New hires at DCM train for three weeks in what the company calls “empathic active listening,” which mixes the comforting air of a funeral director with the nonjudgmental tones of a friend. The new employees learn to use such anger-deflecting phrases as “If I hear you correctly, you’d like…” “You get to be the person who cares,” the training manager, Autumn Boomgaarden, told a class of four new hires.
For some relatives, paying is pragmatic. The law varies from state to state, but generally survivors are not required to pay a dead relative’s bills from their own assets. In theory, however, collection agencies could go after any property inherited from the deceased. But sentiment also plays a large role, the agencies say. Some relatives are loyal to the credit card or bank in question. Some feel a strong sense of morality, that all debts should be paid. Most of all, people feel they are honoring the wishes of their loved ones.
“In times of illness and death, the hierarchy of debts is adjusted,” said Michael Ginsberg of Kaulkin Ginsberg, a consulting company to the debt collection industry. “We do our best to make sure our doctor is paid, because we might need him again. And we want the dead to rest easy, knowing their obligations are taken care of.”

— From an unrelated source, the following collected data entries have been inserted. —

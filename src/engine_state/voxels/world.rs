//! # World Module
//!
//! `BlockMap` is the in-memory voxel world: a sparse map from chunk key to the
//! generated chunk. Only chunks that a worker finished generating and that have
//! not been unloaded are present, which makes the world effectively unbounded
//! while memory stays proportional to the streaming radius.

use std::collections::HashMap;

use crate::engine_state::voxels::block::block_side::BlockSide;
use crate::engine_state::voxels::block::Block;
use crate::engine_state::voxels::chunk::chunk_neighborhood::BorderLayer;
use crate::engine_state::voxels::chunk::{Chunk, ChunkKey, CHUNK_DIMENSION};

/// Sparse 3D grid of generated chunks.
#[derive(Default)]
pub struct BlockMap {
    chunks: HashMap<ChunkKey, Chunk>,
}

impl BlockMap {
    pub fn new() -> Self {
        Self::default()
    }

    /// Moves a generated chunk into the map, replacing any previous data for its key.
    pub fn insert(&mut self, chunk: Chunk) {
        self.chunks.insert(chunk.key, chunk);
    }

    pub fn remove(&mut self, key: &ChunkKey) -> Option<Chunk> {
        self.chunks.remove(key)
    }

    pub fn get(&self, key: &ChunkKey) -> Option<&Chunk> {
        self.chunks.get(key)
    }

    pub fn contains(&self, key: &ChunkKey) -> bool {
        self.chunks.contains_key(key)
    }

    pub fn len(&self) -> usize {
        self.chunks.len()
    }

    pub fn is_empty(&self) -> bool {
        self.chunks.is_empty()
    }

    pub fn keys(&self) -> impl Iterator<Item = &ChunkKey> {
        self.chunks.keys()
    }

    /// The block at world coordinate `(gx, gy, gz)`, if its chunk is present.
    pub fn block_at(&self, gx: i32, gy: i32, gz: i32) -> Option<Block> {
        let key = ChunkKey::containing_block(gx, gy, gz);
        let chunk = self.chunks.get(&key)?;
        Some(chunk.block_at(
            gx.rem_euclid(CHUNK_DIMENSION) as usize,
            gy.rem_euclid(CHUNK_DIMENSION) as usize,
            gz.rem_euclid(CHUNK_DIMENSION) as usize,
        ))
    }

    /// Copies the layer of `key`'s neighbour across `side` that touches `key`.
    ///
    /// # Returns
    /// `None` if that neighbour is not in the map.
    pub fn neighbor_layer(&self, key: ChunkKey, side: BlockSide) -> Option<BorderLayer> {
        self.chunks
            .get(&key.offset(side))
            .map(|neighbor| BorderLayer::from_chunk(neighbor, side.opposite()))
    }
}
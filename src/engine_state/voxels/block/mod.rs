//! # Block Module
//!
//! This module provides the packed 32-bit voxel representation used by the
//! voxel engine, along with block type definitions, block face handling and the
//! texture protocol that maps faces onto atlas tiles.
//!
//! ## Bit Layout
//!
//! ```text
//! id    (16 bits): [15..12] texture protocol | [11..0] block type id (0 = air)
//! flags (16 bits): [15..12] light level | [11..6] visible-face mask
//!                  [5] transparent      | [4..0] reserved
//! ```
//!
//! A block travels to the GPU as a single `f32` vertex attribute component whose
//! bit pattern is `(id << 16) | flags`.

use block_side::BlockSide;
use texture_protocol::{resolve_offset, TextureProtocol};

pub mod block_side;
pub mod block_type;
pub mod texture_protocol;

/// Mask for the 12-bit block type id.
pub const ID_MASK: u16 = 0x0FFF;
/// Shift of the 4-bit texture protocol inside `id`.
pub const PROTOCOL_SHIFT: u16 = 12;
/// Shift of the 4-bit light level inside `flags`.
pub const LIGHT_SHIFT: u16 = 12;
/// Shift of the 6-bit face mask inside `flags`.
pub const FACE_MASK_SHIFT: u16 = 6;
/// All six faces visible.
pub const ALL_FACES: u8 = 0b11_1111;
/// Transparency bit inside `flags`.
pub const TRANSPARENT_BIT: u16 = 1 << 5;
/// Brightest light level.
pub const MAX_LIGHT: u8 = 15;

/// Represents a single voxel block in the world.
///
/// Blocks are plain values: two blocks are the same iff their bit patterns are
/// equal.
///
/// # Memory Layout
/// The `#[repr(C)]` attribute keeps the two 16-bit halves in a fixed order so the
/// type can be cast straight into GPU-visible memory.
#[repr(C)]
#[derive(Copy, Clone, PartialEq, Eq, Hash, bytemuck::Pod, bytemuck::Zeroable, Debug, Default)]
pub struct Block {
    /// Block type id (low 12 bits) and texture protocol (high 4 bits).
    pub id: u16,
    /// Light level, visible-face mask and transparency.
    pub flags: u16,
}

impl Block {
    /// The air sentinel: id 0, no flags.
    pub const AIR: Block = Block { id: 0, flags: 0 };

    /// Packs a 12-bit block id with a texture protocol.
    ///
    /// Freshly made blocks are fully lit, have every face marked visible and are
    /// opaque.
    pub fn make(raw_id: u16, protocol: TextureProtocol) -> Self {
        Block {
            id: (raw_id & ID_MASK) | ((protocol.bits() as u16) << PROTOCOL_SHIFT),
            flags: ((MAX_LIGHT as u16) << LIGHT_SHIFT) | ((ALL_FACES as u16) << FACE_MASK_SHIFT),
        }
    }

    /// The 12-bit block type id.
    pub fn raw_id(&self) -> u16 {
        self.id & ID_MASK
    }

    /// The texture protocol tag, decoded.
    pub fn protocol(&self) -> TextureProtocol {
        TextureProtocol::from_bits((self.id >> PROTOCOL_SHIFT) as u8)
    }

    /// Whether this is an air block.
    pub fn is_air(&self) -> bool {
        self.raw_id() == 0
    }

    pub fn light(&self) -> u8 {
        (self.flags >> LIGHT_SHIFT) as u8
    }

    pub fn face_mask(&self) -> u8 {
        ((self.flags >> FACE_MASK_SHIFT) as u8) & ALL_FACES
    }

    pub fn is_face_visible(&self, side: BlockSide) -> bool {
        self.face_mask() & (1 << side.index()) != 0
    }

    pub fn is_transparent(&self) -> bool {
        self.flags & TRANSPARENT_BIT != 0
    }

    /// Returns a copy with the light level replaced (clamped to 0..=15).
    pub fn with_light(mut self, light: u8) -> Self {
        let light = light.min(MAX_LIGHT) as u16;
        self.flags = (self.flags & !(0xF << LIGHT_SHIFT)) | (light << LIGHT_SHIFT);
        self
    }

    /// Returns a copy with the visible-face mask replaced.
    pub fn with_face_mask(mut self, mask: u8) -> Self {
        let mask = (mask & ALL_FACES) as u16;
        self.flags = (self.flags & !((ALL_FACES as u16) << FACE_MASK_SHIFT)) | (mask << FACE_MASK_SHIFT);
        self
    }

    /// Returns a copy with the transparency flag replaced.
    pub fn with_transparency(mut self, transparent: bool) -> Self {
        if transparent {
            self.flags |= TRANSPARENT_BIT;
        } else {
            self.flags &= !TRANSPARENT_BIT;
        }
        self
    }

    /// The block as one 32-bit word: `(id << 16) | flags`.
    pub fn to_bits(self) -> u32 {
        ((self.id as u32) << 16) | self.flags as u32
    }

    pub fn from_bits(bits: u32) -> Self {
        Block {
            id: (bits >> 16) as u16,
            flags: bits as u16,
        }
    }

    /// Bit-casts the block into an `f32` for transport as a vertex attribute.
    ///
    /// This is a reinterpretation, not a numeric conversion: the float may be a
    /// NaN or denormal and must never be used in arithmetic.
    pub fn to_float(self) -> f32 {
        f32::from_bits(self.to_bits())
    }

    pub fn from_float(value: f32) -> Self {
        Self::from_bits(value.to_bits())
    }

    /// Tile offset (relative to this block type's first tile) for `side`.
    pub fn texture_offset(&self, side: BlockSide) -> u32 {
        resolve_offset(self.protocol(), side)
    }

    /// Atlas tile index for `side`: `block_id - 1 + offset`.
    ///
    /// Air has no tile; `None` is returned for it.
    pub fn tile_index(&self, side: BlockSide) -> Option<u32> {
        if self.is_air() {
            return None;
        }
        Some(self.raw_id() as u32 - 1 + self.texture_offset(side))
    }
}

#[cfg(test)]
mod tests {
    use super::block_type::BlockType;
    use super::*;
    use proptest::prelude::*;

    #[test]
    fn make_packs_id_and_protocol() {
        let block = Block::make(0x123, TextureProtocol::THREE_SIDES);
        assert_eq!(block.raw_id(), 0x123);
        assert_eq!(block.protocol(), TextureProtocol::THREE_SIDES);
        assert_eq!(block.id >> 12, 3);
        assert_eq!(block.light(), MAX_LIGHT);
        assert_eq!(block.face_mask(), ALL_FACES);
        assert!(!block.is_transparent());
    }

    #[test]
    fn make_truncates_ids_wider_than_twelve_bits() {
        let block = Block::make(0xF001, TextureProtocol::ONE);
        assert_eq!(block.raw_id(), 0x001);
        assert_eq!(block.protocol(), TextureProtocol::ONE);
    }

    #[test]
    fn flag_setters_do_not_bleed_into_each_other() {
        let block = Block::make(7, TextureProtocol::SIX)
            .with_light(3)
            .with_face_mask(0b10_0101)
            .with_transparency(true);
        assert_eq!(block.light(), 3);
        assert_eq!(block.face_mask(), 0b10_0101);
        assert!(block.is_transparent());
        assert!(block.is_face_visible(BlockSide::FRONT));
        assert!(!block.is_face_visible(BlockSide::BACK));
        assert_eq!(block.flags & 0x1F, 0, "reserved bits must stay clear");

        let cleared = block.with_transparency(false).with_light(200);
        assert!(!cleared.is_transparent());
        assert_eq!(cleared.light(), MAX_LIGHT);
        assert_eq!(cleared.face_mask(), 0b10_0101);
    }

    #[test]
    fn grass_tiles_follow_three_sides_layout() {
        let grass = BlockType::GRASS.block();
        assert_eq!(grass.tile_index(BlockSide::TOP), Some(0));
        assert_eq!(grass.tile_index(BlockSide::FRONT), Some(1));
        assert_eq!(grass.tile_index(BlockSide::RIGHT), Some(1));
        assert_eq!(grass.tile_index(BlockSide::BOTTOM), Some(2));
        assert_eq!(Block::AIR.tile_index(BlockSide::TOP), None);
    }

    #[test]
    fn air_round_trips_through_float() {
        assert_eq!(Block::from_float(Block::AIR.to_float()), Block::AIR);
    }

    proptest! {
        #[test]
        fn float_round_trip_is_lossless(id in any::<u16>(), flags in any::<u16>()) {
            // NaN payloads included: from_bits/to_bits never canonicalise.
            let block = Block { id, flags };
            prop_assert_eq!(Block::from_float(block.to_float()), block);
        }
    }
}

Finally, of course, some of those who pay a dead relative’s debts are unaware they may have no legal obligation. (emphasis added) Scott Weltman of Weltman, Weinberg & Reis, a Cleveland law firm that performs deceased collections, says that if family members ask, “we definitely tell them” they have no legal obligation to pay. “But is it disclosed upfront — ‘Mr. Smith, you definitely don’t owe the money’? It’s not that blunt.” DCM Services, which began in 1999 as a law firm, recently acquired clients in banking, automobile finance, retailing, telecommunications and health care; DCM says its contracts preclude it from naming them. The companies “want to protect their brand,” said DCM’s chief executive, Steven Farsht. Despite the delicacy of such collections, he says his 180-employee firm is providing a service to the economy. “The financial services industry is under a tremendous amount of pressure, and every dollar we collect improves their profitability,” he said.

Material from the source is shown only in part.